# EXERCISE PROMPT
I need all of the entries printed exactly.

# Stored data

* * * *

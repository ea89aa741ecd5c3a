//! funktrainer CLI — the user-facing command-line interface.

use std::path::PathBuf;
use std::process;

use clap::{Parser, Subcommand};

mod commands;
mod render;

#[derive(Parser)]
#[command(name = "funktrainer", version, about = "Amateur-radio exam trainer")]
struct Cli {
    #[command(subcommand)]
    command: Commands,
}

#[derive(Subcommand)]
enum Commands {
    /// Free-form practice over the question catalog (Lernmodus)
    Practice {
        /// Path to the question catalog JSON
        #[arg(long)]
        catalog: PathBuf,

        /// Only questions whose category path contains this title
        #[arg(long)]
        category: Option<String>,

        /// Only questions of this class (1, 2 or 3)
        #[arg(long)]
        class: Option<String>,

        /// Directory holding the catalog's SVG images
        #[arg(long, default_value = "svgs")]
        images_dir: PathBuf,
    },

    /// Timed multi-part exam simulation
    Exam {
        /// Path to the question catalog JSON
        #[arg(long)]
        catalog: PathBuf,

        /// Exam type: N, E, A, N->E, N->A or E->A
        #[arg(long, default_value = "N")]
        exam_type: String,

        /// Seed for reproducible question draws
        #[arg(long)]
        seed: Option<u64>,

        /// Write the final report JSON here
        #[arg(long)]
        output: Option<PathBuf>,

        /// Directory holding the catalog's SVG images
        #[arg(long, default_value = "svgs")]
        images_dir: PathBuf,
    },

    /// Check the catalog for content problems and exam coverage
    Validate {
        /// Path to the question catalog JSON
        #[arg(long)]
        catalog: PathBuf,
    },

    /// List the catalog's category tree with question counts
    Categories {
        /// Path to the question catalog JSON
        #[arg(long)]
        catalog: PathBuf,
    },

    /// Print a previously saved exam report
    Report {
        /// Path to a report JSON written by `exam --output`
        #[arg(long)]
        path: PathBuf,

        /// Output format: text, json
        #[arg(long, default_value = "text")]
        format: String,
    },
}

#[tokio::main]
async fn main() {
    tracing_subscriber::fmt()
        .with_env_filter(
            tracing_subscriber::EnvFilter::from_default_env()
                .add_directive("funktrainer=info".parse().unwrap()),
        )
        .init();

    let cli = Cli::parse();

    let result = match cli.command {
        Commands::Practice {
            catalog,
            category,
            class,
            images_dir,
        } => commands::practice::execute(catalog, category, class, images_dir).await,
        Commands::Exam {
            catalog,
            exam_type,
            seed,
            output,
            images_dir,
        } => commands::exam::execute(catalog, exam_type, seed, output, images_dir).await,
        Commands::Validate { catalog } => commands::validate::execute(catalog),
        Commands::Categories { catalog } => commands::categories::execute(catalog),
        Commands::Report { path, format } => commands::report::execute(path, format),
    };

    if let Err(e) = result {
        eprintln!("Error: {e:#}");
        process::exit(1);
    }
}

* * * *

# YOUR SOLUTION
repository ea89aa741ecd5c3a
//! funktrainer CLI — the user-facing command-line interface.

use std::path::PathBuf;
use std::process;

use clap::{Parser, Subcommand};

mod commands;
mod render;

#[derive(Parser)]
#[command(name = "funktrainer", version, about = "Amateur-radio exam trainer")]
struct Cli {
    #[command(subcommand)]
    command: Commands,
}

#[derive(Subcommand)]
enum Commands {
    /// Free-form practice over the question catalog (Lernmodus)
    Practice {
        /// Path to the question catalog JSON
        #[arg(long)]
        catalog: PathBuf,

        /// Only questions whose category path contains this title
        #[arg(long)]
        category: Option<String>,

        /// Only questions of this class (1, 2 or 3)
        #[arg(long)]
        class: Option<String>,

        /// Directory holding the catalog's SVG images
        #[arg(long, default_value = "svgs")]
        images_dir: PathBuf,
    },

    /// Timed multi-part exam simulation
    Exam {
        /// Path to the question catalog JSON
        #[arg(long)]
        catalog: PathBuf,

        /// Exam type: N, E, A, N->E, N->A or E->A
        #[arg(long, default_value = "N")]
        exam_type: String,

        /// Seed for reproducible question draws
        #[arg(long)]
        seed: Option<u64>,

        /// Write the final report JSON here
        #[arg(long)]
        output: Option<PathBuf>,

        /// Directory holding the catalog's SVG images
        #[arg(long, default_value = "svgs")]
        images_dir: PathBuf,
    },

    /// Check the catalog for content problems and exam coverage
    Validate {
        /// Path to the question catalog JSON
        #[arg(long)]
        catalog: PathBuf,
    },

    /// List the catalog's category tree with question counts
    Categories {
        /// Path to the question catalog JSON
        #[arg(long)]
        catalog: PathBuf,
    },

    /// Print a previously saved exam report
    Report {
        /// Path to a report JSON written by `exam --output`
        #[arg(long)]
        path: PathBuf,

        /// Output format: text, json
        #[arg(long, default_value = "text")]
        format: String,
    },
}

#[tokio::main]
async fn main() {
    tracing_subscriber::fmt()
        .with_env_filter(
            tracing_subscriber::EnvFilter::from_default_env()
                .add_directive("funktrainer=info".parse().unwrap()),
        )
        .init();

    let cli = Cli::parse();

    let result = match cli.command {
        Commands::Practice {
            catalog,
            category,
            class,
            images_dir,
        } => commands::practice::execute(catalog, category, class, images_dir).await,
        Commands::Exam {
            catalog,
            exam_type,
            seed,
            output,
            images_dir,
        } => commands::exam::execute(catalog, exam_type, seed, output, images_dir).await,
        Commands::Validate { catalog } => commands::validate::execute(catalog),
        Commands::Categories { catalog } => commands::categories::execute(catalog),
        Commands::Report { path, format } => commands::report::execute(path, format),
    };

    if let Err(e) = result {
        eprintln!("Error: {e:#}");
        process::exit(1);
    }
}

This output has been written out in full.